Sorry if I'm a total noobie but I've never had any experience with pellet stoves or these prefab fireplace boxes.


----------



## John Fortier (Dec 3, 2014)

Hi ya,
 With my limited know how. Yes pellet stove is good. Pipe all the way and depending on height 4 " for me at 22'. Need to know the opening size to determine which stoves will fit. Clearences from all sides matter and from here I will send it to the experts. Cant beat the heat.


----------



## rickwai (Dec 4, 2014)

existing fireplace size is important when you go stove shopping. Yes lined w/ pellet vent to the top. Normally we tear those boxes out and put in a zero clearance box for the pellet stove. If you slide the pellet stove in that box it is going to be 3-4 inches up off the floor in the front. Also there is not much structure in the bottom of these boxes. After tearing some of these out and seeing how little metal is used and how thin it is I would we afraid to burn a wood fire in one. Most of the metal is thinner than duct work metal


----------



## alternativeheat (Dec 4, 2014)

Mine incorporated a heatilator but was plenty large enough to install a pellet insert into it. None the less I opted to place the stove outside the fireplace ( free standing P61A) instead just for the ease of it all and actually more heat as well.. But mine is brick floored, it's quite old and of thicker metal than todays, so the floor is brick and the metal is from the floor up and over .. Most installers suggest yanking all that out. FWIW I could not have run 4" pipe up past the damper but the damper was long since removed because I ran a coal stove up the same chimney for years. The correct install for this situation I think you will find requires a 0 clearance shell put in place of the existing metal. You will just have to spec it out or have it speced out for you.. In my case there was no fear of fire, the fireplace is large enough and all brick construction outside the metal shell with brick built chambers for the heatilator . The nearest wood is two ft or more away in any direction. I still put a stove on the hearth pad !


----------



## skibumm100 (Dec 5, 2014)

I did an insert in my prefab. My fireplace was a Preway with a heatilator. A couple of things you need to look out for:

-The insert needs to be approved by the manufacturer for ZC fireplace installation. Some are, some aren't.

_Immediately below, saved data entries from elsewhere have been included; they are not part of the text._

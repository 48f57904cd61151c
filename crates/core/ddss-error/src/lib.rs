//! Error types and classification for the DDSS bucket inventory.
//!
//! This crate provides:
//! - [`DdssError`] - Top-level error enum for every stage of an inventory run
//! - [`ErrorCategory`] for deciding whether a run can continue past an error
//! - [`RunStage`] for attaching the failing stage to log output

use thiserror::Error;

/// Top-level error type for the DDSS inventory.
#[derive(Error, Debug)]
pub enum DdssError {
    /// Listing the S3 bucket failed. No partial listing is returned.
    #[error("Unable to retrieve objects from S3 bucket {container}: {message}")]
    ListingFailed { container: String, message: String },

    /// A batch could not be delivered to the Firehose stream.
    #[error("Unable to send records to Firehose stream {stream}: {message}")]
    DeliveryFailed { stream: String, message: String },

    /// A journal key does not follow the DDSS bucket naming convention.
    #[error("Malformed journal key '{key}': {reason}")]
    MalformedKey { key: String, reason: String },

    /// Configuration errors
    #[error("Configuration error: {0}")]
    Config(String),

    /// Event serialization errors
    #[error("Serialization error: {0}")]
    Serialization(String),
}

impl DdssError {
    /// Create a [`DdssError::ListingFailed`] for a bucket.
    pub fn listing(container: impl Into<String>, message: impl ToString) -> Self {
        Self::ListingFailed {
            container: container.into(),
            message: message.to_string(),
        }
    }

    /// Create a [`DdssError::DeliveryFailed`] for a delivery stream.
    pub fn delivery(stream: impl Into<String>, message: impl ToString) -> Self {
        Self::DeliveryFailed {
            stream: stream.into(),
            message: message.to_string(),
        }
    }

    /// Create a [`DdssError::MalformedKey`].
    pub fn malformed(key: impl Into<String>, reason: impl Into<String>) -> Self {
        Self::MalformedKey {
            key: key.into(),
            reason: reason.into(),
        }
    }

    /// Returns true if this error must abort the run.
    pub fn is_fatal(&self) -> bool {
        classify_error(self) == ErrorCategory::Fatal
    }
}

/// Error classification for run control.
#[derive(Debug, Clone, Copy, PartialEq, Eq)]
pub enum ErrorCategory {
    /// Abort the run and surface the error to the invoker.
    ///
    /// Examples: listing failure, delivery failure, missing configuration
    Fatal,

    /// Record the error, skip the offending object and keep going.
    ///
    /// Examples: a journal key outside the DDSS naming convention
    Skippable,
}

/// Stage of an inventory run, used as error context in logs.
#[derive(Debug, Clone, Copy, PartialEq, Eq)]
pub enum RunStage {
    /// Listing the S3 bucket
    Listing,

    /// Parsing a journal key into bucket metadata
    Extraction,

    /// Serializing an event envelope
    Serialization,

    /// Sending a batch to the delivery stream
    Delivery,
}

impl std::fmt::Display for RunStage {
    fn fmt(&self, f: &mut std::fmt::Formatter<'_>) -> std::fmt::Result {
        match self {
            Self::Listing => write!(f, "Listing"),
            Self::Extraction => write!(f, "Extraction"),
            Self::Serialization => write!(f, "Serialization"),
            Self::Delivery => write!(f, "Delivery"),
        }
    }
}

/// Classifies an error to decide whether a run can continue.
pub fn classify_error(error: &DdssError) -> ErrorCategory {
    match error {
        DdssError::MalformedKey { .. } => ErrorCategory::Skippable,
        DdssError::ListingFailed { .. }
        | DdssError::DeliveryFailed { .. }
        | DdssError::Config(_)
        | DdssError::Serialization(_) => ErrorCategory::Fatal,
    }
}

/// Result type alias using DdssError.
pub type Result<T> = std::result::Result<T, DdssError>;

-The local authority (inspector) has to be OK with it. Where I live, they don't usually get involved in this. Make sure you homeowners insurance company is OK with it.

-It has to be installed per the pellet insert manufacturer's instructions.

There are some parts of the ZC fireplace that can be removed like the damper and the doors and some other parts. There is usually documentation that tells you what is allowed to be removed. Those parts are supposed to be stored inside the ZC box with the insert so a future fool could remove the insert and convert it back to an inefficient fire hazard. I chose not to keep that crap in there.If someone wants to change it back, they can start from scratch.

I would not use my prefab fireplace the last couple years it was installed. It didn't smell right (pyrolysis) and make me nervous.....and I'm not the nervous type.

Do your homework and good luck.


----------



## Ellandee (Dec 5, 2014)

I just put in a Lodi AGP insert in our ZC in our manufactured home.  It's amazing, but we're only at the start of the learning curve.

I had the dealer put it in.  Yes, it cost me several hundred dollars, and I'm not afraid of tools by any means.  I just wanted to hedge my bets against anything going wrong.  They do two or three of these a week, and it was very simple for them.  No cuts on my knuckles, either!

They came out first (for free, and we live in BFE) to check all was OK, that there was room, and that the outside air kit would work.


----------



## lagger (Dec 5, 2014)

I also had a Lopi AGP installed in my zero clearance prefab FP, they tore out the guts of the FP, fgake brick etc, ran the 4" pipe to the top and replaced the cap with the proper one


----------



## zrtmatos (Dec 5, 2014)

Lagger, any cool pics of this install you can share?


----------



## lagger (Dec 5, 2014)

posted some in a conversation here https://www.hearth.com/talk/conversations/agp-in-zcf.12412/

not sure if it will allow you access.. if not post a repy as such and I'll paste them in this thread

the pics look small.. but.. right click|open in new tab|use the maginfying glass thingie for full size


----------



## xSpecBx (Dec 5, 2014)

I have a classic bay 1200i installed in a prefab. Like previously stated, read the installation manuals. it is possible but you need to make sure you meet tje stove requirements before you go buy a stove. I know for mine the fireplace needed to be UL listed.


----------